N•3 La Caída Del Infortunio
Odio ir a clases. Detesto el instituto, a los maestros, a los estudiantes, detesto a mis padres por obligarme a ir a clases. ¿Cuál es la finalidad de estudiar una materia que voy a olvidar en menos de cinco minutos? Apenas tengo dieciséis, me falta un año más para salir de este infierno y enfrentarme a un infierno aún más infame. Dudo de mi capacidad por entrar a una universidad, encontrar un trabajo es lo más conveniente en mi caso, lo difícil es conseguir uno cuando nunca en mi vida he trabajado.

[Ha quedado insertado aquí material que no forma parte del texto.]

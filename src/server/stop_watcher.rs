//! Stop sentinel watcher for a running portal.
//!
//! Watches the coordination directory with the `notify` crate. When the stop
//! sentinel appears, the sentinel is consumed and the portal's cancellation
//! token is cancelled, which ends the accept loop.

use std::path::Path;

use notify::{EventKind, RecursiveMode, Watcher};
use tokio_util::sync::CancellationToken;

use crate::endpoint::{Endpoint, STOP_SENTINEL_NAME};

/// Watch for the stop sentinel until it shows up or `cancel` fires.
///
/// Stale sentinels must be cleared before this starts; any sentinel present
/// once the watch is registered counts as a fresh stop request.
pub async fn watch_stop_sentinel(endpoint: Endpoint, cancel: CancellationToken) {
    let (tx, mut rx) = tokio::sync::mpsc::unbounded_channel::<notify::Result<notify::Event>>();

    let mut watcher = match notify::recommended_watcher(move |event| {
        // Channel closed means the watcher task is gone
        let _ = tx.send(event);
    }) {
        Ok(w) => w,
        Err(e) => {
            tracing::error!(error = %e, "failed to create stop sentinel watcher");
            return;
        }
    };

    let directory = endpoint.directory().to_path_buf();
    if let Err(e) = watcher.watch(&directory, RecursiveMode::NonRecursive) {
        tracing::error!(
            path = %directory.display(),
            error = %e,
            "failed to watch coordination directory"
        );
        return;
    }

    // Dropping the watcher silently stops event delivery.
    let _watcher = watcher;

    tracing::debug!(path = %directory.display(), "watching for stop sentinel");

    if endpoint.stop_sentinel_path().exists() {
        consume(&endpoint, &cancel).await;
        return;
    }

    loop {
        tokio::select! {
            event = rx.recv() => {
                match event {
                    Some(Ok(event)) => {
                        if is_stop_event(&event) {
                            consume(&endpoint, &cancel).await;
                            return;
                        }
                    }
                    Some(Err(e)) => {
                        tracing::warn!(error = %e, "file watcher error");
                    }
                    None => {
                        tracing::debug!("stop watcher channel closed");
                        return;
                    }
                }
            }
            _ = cancel.cancelled() => {
                tracing::debug!("stop watcher cancelled");
                return;
            }
        }
    }
}

async fn consume(endpoint: &Endpoint, cancel: &CancellationToken) {
    tracing::info!(
        sentinel = %endpoint.stop_sentinel_path().display(),
        "stop requested"
    );
    if let Err(e) = endpoint.clear_stop_request().await {
        tracing::warn!(error = %e, "failed to remove stop sentinel");
    }
    cancel.cancel();
}

/// Matched by file name: watchers may report canonicalized directory paths.
fn is_stop_event(event: &notify::Event) -> bool {
    matches!(event.kind, EventKind::Create(_) | EventKind::Modify(_))
        && event
            .paths
            .iter()
            .any(|p| p.file_name() == Some(Path::new(STOP_SENTINEL_NAME).as_os_str()))
}
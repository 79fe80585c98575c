//! Portal client — one tool invocation per call.
//!
//! `run` makes sure a portal is reachable (spawning one if this client wins
//! the starting lock, otherwise waiting for the winner), sends the request,
//! and relays the captured output to the caller's own streams. When no portal
//! comes up in time and a cold fallback registry is configured, the tool runs
//! in this process instead.

use std::io::Write;
use std::path::PathBuf;
use std::process::Stdio;
use std::sync::Arc;
use std::time::Duration;

use crate::config::PortalConfig;
use crate::endpoint::Endpoint;
use crate::error::PortalError;
use crate::protocol::{Request, Response};
use crate::tool::{capture, ToolRegistry};
use crate::transport::connect;

/// What a client can observe about a portal without talking to it.
#[derive(Debug, Clone, Copy, PartialEq, Eq)]
pub enum PortalStatus {
    /// No endpoint and no starting lock
    Absent,
    /// A client holds the starting lock; the endpoint is not published yet
    Starting,
    /// Endpoint published and accepting connections
    Running,
    /// Endpoint published but nothing accepts on it
    Stale,
}

pub struct PortalClient {
    endpoint: Endpoint,
    launch: Vec<String>,
    server_log: Option<PathBuf>,
    poll_interval: Duration,
    poll_retries: u32,
    cold_fallback: Option<Arc<ToolRegistry>>,
}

Se acatar órdenes, es un fastidio pero obedezco y se controlar mi mal humor y mi falta de entusiasmo con una sonrisa falsa que calma hasta al maestro que más odio me tiene, así es, y es mi materia favorita. Nótese el sarcasmo, matemáticas.
Mientras el maestro explicaba la ecuación, yo me dedicaba a dibujar en mi cuaderno, observando de reojo al pizarrón para no levantar sospechosas. Siempre me siento en los asientos del medio del salón, me permite estar fuera de la vista de los maestros y lejos de las bromas de los fastidiosos del fondo.

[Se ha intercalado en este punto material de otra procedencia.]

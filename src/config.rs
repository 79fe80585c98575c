//! Portal configuration — deserialization, validation and loading.

use crate::error::PortalError;
use serde::Deserialize;
use std::collections::HashMap;
use std::path::{Path, PathBuf};
use std::time::Duration;

/// Strip an env var reference to its variable name.
///
/// Accepts `${VAR_NAME}` syntax only. Returns `None` if the value is not a
/// valid env-var reference.
pub fn parse_env_ref(value: &str) -> Option<&str> {
    value.strip_prefix("${").and_then(|s| s.strip_suffix('}'))
}

/// Resolve a map of env-var references to their actual values.
///
/// Unknown variables resolve to the empty string (same as shell `${UNSET-}`).
pub fn resolve_env_vars(env: &HashMap<String, String>) -> HashMap<String, String> {
    env.iter()
        .map(|(k, v)| {
            let resolved = match parse_env_ref(v) {
                Some(var_name) => std::env::var(var_name).unwrap_or_default(),
                None => v.clone(), // rejected by validate()
            };
            (k.clone(), resolved)
        })
        .collect()
}

/// How the endpoint artifact identifies the listening socket.
#[derive(Debug, Clone, Copy, Default, Deserialize, PartialEq, Eq)]
#[serde(rename_all = "lowercase")]
pub enum TransportKind {
    /// Loopback TCP; the endpoint file holds the port number.
    #[default]
    Tcp,
    /// The endpoint path is itself a Unix domain socket.
    Unix,
}

/// Top-level portal configuration, parsed from TOML.
#[derive(Debug, Clone, Deserialize)]
pub struct PortalConfig {
    pub endpoint: PathBuf,
    #[serde(default)]
    pub transport: TransportKind,
    /// Launch command for a new portal process; the endpoint path is appended.
    #[serde(default)]
    pub server_command: Option<Vec<String>>,
    /// Where a spawned portal writes its own diagnostics. Inherited when unset.
    #[serde(default)]
    pub server_log: Option<PathBuf>,
    #[serde(default = "default_accept_timeout_secs")]
    pub accept_timeout_secs: u64,
    #[serde(default = "default_idle_timeouts")]
    pub idle_timeouts: u32,
    #[serde(default = "default_start_poll_interval_ms")]
    pub start_poll_interval_ms: u64,
    #[serde(default = "default_start_poll_retries")]
    pub start_poll_retries: u32,
    /// Run the tool in-process when no portal comes up in time.
    #[serde(default)]
    pub cold_fallback: bool,
    #[serde(default)]
    pub tools: HashMap<String, ToolConfig>,
}

/// Configuration for a single executable exposed as a portal tool.
///
/// Configured under `[tools.<name>]`. The tool is run directly (never through
/// a shell) with the configured args prepended to the request's args.
#[derive(Debug, Clone, Deserialize)]
pub struct ToolConfig {
    #[serde(default = "default_enabled")]
    pub enabled: bool,
    pub command: String,
    #[serde(default)]
    pub args: Vec<String>,
    /// Env var references (`${VAR}`), resolved at invocation time.
    #[serde(default)]
    pub env: HashMap<String, String>,
    pub cwd: Option<PathBuf>,
}

fn default_enabled() -> bool {
    true
}

fn default_accept_timeout_secs() -> u64 {
    60
}

fn default_idle_timeouts() -> u32 {
    3
}

fn default_start_poll_interval_ms() -> u64 {
    333
}

fn default_start_poll_retries() -> u32 {
    10
}

impl PortalConfig {
    /// Minimal configuration for an endpoint, all other settings at their defaults.
    pub fn new(endpoint: impl Into<PathBuf>, transport: TransportKind) -> Self {
        Self {
            endpoint: endpoint.into(),
            transport,
            server_command: None,
            server_log: None,
            accept_timeout_secs: default_accept_timeout_secs(),
            idle_timeouts: default_idle_timeouts(),
            start_poll_interval_ms: default_start_poll_interval_ms(),
            start_poll_retries: default_start_poll_retries(),
            cold_fallback: false,
            tools: HashMap::new(),
        }
    }

    /// Read, parse and validate a portal.toml file.
    ///
    /// A relative `endpoint` (and `server_log`) is resolved against the
    /// directory containing the config file.
    pub async fn load(path: &Path) -> crate::Result<Self> {
        let section = path.display().to_string();
        let content = tokio::fs::read_to_string(path)
            .await
            .map_err(|e| PortalError::InvalidConfig(section.clone(), e.to_string()))?;
        let mut config: PortalConfig = toml::from_str(&content)
            .map_err(|e| PortalError::InvalidConfig(section, e.to_string()))?;

        let base = path.parent().unwrap_or_else(|| Path::new("."));
        if config.endpoint.is_relative() {
            config.endpoint = base.join(&config.endpoint);
        }
        if let Some(log) = config.server_log.as_mut() {
            if log.is_relative() {
                *log = base.join(&*log);
            }
        }
        config.validate()?;
        Ok(config)
    }

    pub fn accept_timeout(&self) -> Duration {
        Duration::from_secs(self.accept_timeout_secs)
    }

    pub fn start_poll_interval(&self) -> Duration {
        Duration::from_millis(self.start_poll_interval_ms)
    }

    /// Validate the config, failing fast before any socket is bound or process spawned.
    pub fn validate(&self) -> crate::Result<()> {
        let invalid =
            |reason: &str| PortalError::InvalidConfig("portal".to_string(), reason.to_string());

        // 1. The endpoint needs a file name so sibling sentinels have a directory
        if self.endpoint.file_name().is_none() {
            return Err(invalid("'endpoint' must name a file"));
        }

        // 2. Timing knobs must all be positive
        if self.accept_timeout_secs == 0 {
            return Err(invalid("'accept_timeout_secs' must be > 0"));
        }
        if self.idle_timeouts == 0 {
            return Err(invalid("'idle_timeouts' must be > 0"));
        }
        if self.start_poll_interval_ms == 0 {
            return Err(invalid("'start_poll_interval_ms' must be > 0"));
        }
        if self.start_poll_retries == 0 {
            return Err(invalid("'start_poll_retries' must be > 0"));
        }

        // 3. An explicit launch command needs at least a program
        if let Some(command) = &self.server_command {
            if command.first().is_none_or(|program| program.is_empty()) {
                return Err(invalid("'server_command' must not be empty"));
            }
        }

        // 4. Validate each enabled tool
        for (name, tool) in &self.tools {
            if !tool.enabled {
                continue;
            }
            let section = format!("tools.{name}");

            if name.is_empty() || name.chars().any(char::is_whitespace) {
                return Err(PortalError::InvalidConfig(
                    section,
                    "tool name must be non-empty without whitespace".to_string(),
                ));
            }

            if tool.command.is_empty() {
                return Err(PortalError::InvalidConfig(
                    section,
                    "'command' must not be empty".to_string(),
                ));
            }

            for (key, value) in &tool.env {
                if parse_env_ref(value).is_none() {
                    return Err(PortalError::InvalidConfig(
                        section,
                        format!(
                            "env value for key '{}' must be a ${{VAR}} reference, got '{}'",
                            key, value
                        ),
                    ));
                }
            }
        }

        Ok(())
    }
}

El aullido de un lobo interrumpió la clase. La gran mayoría de mis compañeros se levantaron de sus asientos y se asomaron por la ventana. Era extraño escuchar a los lobos en esta época del año y en esta ciudad, en Quedlinburg y menos en otoño.

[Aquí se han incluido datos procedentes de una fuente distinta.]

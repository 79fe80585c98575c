//! End-to-end checks against the real `portal` binary.
//!
//! These spawn detached portal processes, so they only run with
//! `--features integration-tests`.
#![cfg(feature = "integration-tests")]

use std::path::{Path, PathBuf};
use std::process::{Command, Output, Stdio};
use std::time::Duration;

use tempfile::TempDir;

fn write_config(dir: &Path) -> PathBuf {
    let config = dir.join("portal.toml");
    std::fs::write(
        &config,
        r#"
endpoint = "server.port"
server_log = "portal.log"
accept_timeout_secs = 1
idle_timeouts = 5
start_poll_interval_ms = 100
start_poll_retries = 50

[tools.echo]
command = "echo"

[tools.fail]
command = "sh"
args = ["-c", "echo oops >&2; exit 7"]
"#,
    )
    .expect("config should be written");
    config
}

fn portal(config: &Path, args: &[&str]) -> Command {
    let mut cmd = Command::new(env!("CARGO_BIN_EXE_portal"));
    cmd.arg("--config").arg(config).args(args).env("RUST_LOG", "info");
    cmd
}

fn run(config: &Path, args: &[&str]) -> Output {
    portal(config, args).output().expect("portal should run")
}

fn wait_until_gone(path: &Path) {
    for _ in 0..100 {
        if !path.exists() {
            return;
        }
        std::thread::sleep(Duration::from_millis(50));
    }
    panic!("{} was not removed", path.display());
}

#[test]
fn racing_clients_share_one_portal() {
    let dir = TempDir::new().unwrap();
    let config = write_config(dir.path());

    let first = portal(&config, &["run", "echo", "hello"]).stdout(Stdio::piped()).spawn().unwrap();
    let second = portal(&config, &["run", "echo", "hello"]).stdout(Stdio::piped()).spawn().unwrap();
    let first = first.wait_with_output().unwrap();
    let second = second.wait_with_output().unwrap();

    for output in [&first, &second] {
        assert_eq!(output.status.code(), Some(0));
        assert_eq!(String::from_utf8_lossy(&output.stdout), "hello\n");
    }

    let status = run(&config, &["status"]);
    assert_eq!(status.status.code(), Some(0));

    assert_eq!(run(&config, &["stop"]).status.code(), Some(0));
    wait_until_gone(&dir.path().join("server.port"));

    let log = std::fs::read_to_string(dir.path().join("portal.log")).unwrap();
    assert_eq!(log.matches("portal listening").count(), 1, "log:\n{log}");
    assert!(!dir.path().join("server.port.starting").exists());
}

#[test]
fn tool_status_and_stderr_are_relayed() {
    let dir = TempDir::new().unwrap();
    let config = write_config(dir.path());

    let output = run(&config, &["run", "fail"]);
    assert_eq!(output.status.code(), Some(7));
    assert!(String::from_utf8_lossy(&output.stderr).contains("oops"));

    let unknown = run(&config, &["run", "javac", "-version"]);
    assert_eq!(unknown.status.code(), Some(nimbus_portal::TOOL_NOT_FOUND_STATUS));

    run(&config, &["stop"]);
    wait_until_gone(&dir.path().join("server.port"));
}

#[test]
fn stop_without_portal_is_harmless() {
    let dir = TempDir::new().unwrap();
    let config = write_config(dir.path());

    assert_eq!(run(&config, &["stop"]).status.code(), Some(0));
    assert_eq!(run(&config, &["status"]).status.code(), Some(1));
}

Mientras el maestro intentaba que mis compañeros volvieran a sus puestos, el timbre para el receso dio fin a las clases. No me había dado cuenta que las dos horas ya habían transcurrido, si me la pase dibujando. Era mucho más divertido dibujar que poner atención.
En el instante en que escuché el timbre tomé mis cosas y caminé a paso rápido hacia el pasillo. Mi cuerpo se acostumbró a ese método. Huir sin ser vista para que cuando pregunten por mí ya he desaparecido.
Con la cabeza agachada caminaba hacia mi casillero para guardar los libros y en un traspié que sufrí producto del piso mojado me resbalé y casi caigo al suelo, afortunadamente y gracias a mis maniobras por estabilizarme, en otras palabras aletear como un ave enloquecida, choqué con un chico que pasaba a mi lado, y fue él quien termino con la cara estampada en el suelo, aunque el choque me devolvió mi equilibrio sentí lástima por el chico ya que todos los estudiantes que presenciaron la escena y los que no, se reían a carcajadas.
Realmente quería ayudarlo a levantarse pero él se levantó tan rápido que apenas me dio tiempo de disculparme. Yo me quedé de pie un par de segundos aparentando ser un poste, no quería volver a resbalar y caer.
Cuando todos me dejaron de prestar atención me volteé para ver como el chico se marchaba corriendo por los pasillos esquivando a los brabucones que se reían en su cara. Su cabello rubio platino me recordó a mi hermano, aunque él tenía el cabello de un tono más oscuro.
¡Eberhard! Lo había olvidado. Por nada del mundo debo encontrarme con él. No quiero ni verlo y ahora que recuerdo la próxima materia nos toca juntos.
Decidí hacer lo que siempre hago en situaciones como estas, huir de mis problemas. Soy bastante cobarde o me fastidia discutir en disputas que sé que la tonta nunca va a ganar porque soy la idiota de la familia.
Guardo mis libros en mi casillero y me alejé con sigilo fuera del establecimiento, a pesar que debía saltar el muro para salir, nada se comparaba con el inconveniente que tuve que soportar. Mi blusa se enganchó en las puntas de acero en la cima del muro y al saltar hacia el otro lado terminé con un rajón en mi ropa. ¿Quién coloca cerco de puntas de acero en un instituto? Está bien que la delincuencia este en aumento pero la seguridad es excesiva.
Mientras discutía con mi estupidez dentro de mi cabeza, escuché unas voces a lo lejos.
Era un murmullo inteligible, así que, preferí acercarme un poco bastante, hasta podría atreverme a decir mucho, hacia el origen de las voces y fui capaz de identificar a uno de ellos, su cabellera rubia platino lo delataba. Era el chico al que acababa de arrojar al piso y el otro era... era... no tenía ni idea pero el miedo se apodero de mí cuando ese chico, que conseguía cubría su rostro con una capucha, me observó con una mirada intimidante que casi me obligó a salir huyendo si mis piernas no se hubieran paralizado, no las podía mover.
Tragué saliva pensando lo peor, que podría ser de la mafia o un sicario pero a pesar del desasosiego que me producía el tonos verdosos de sus ojos me encantaron.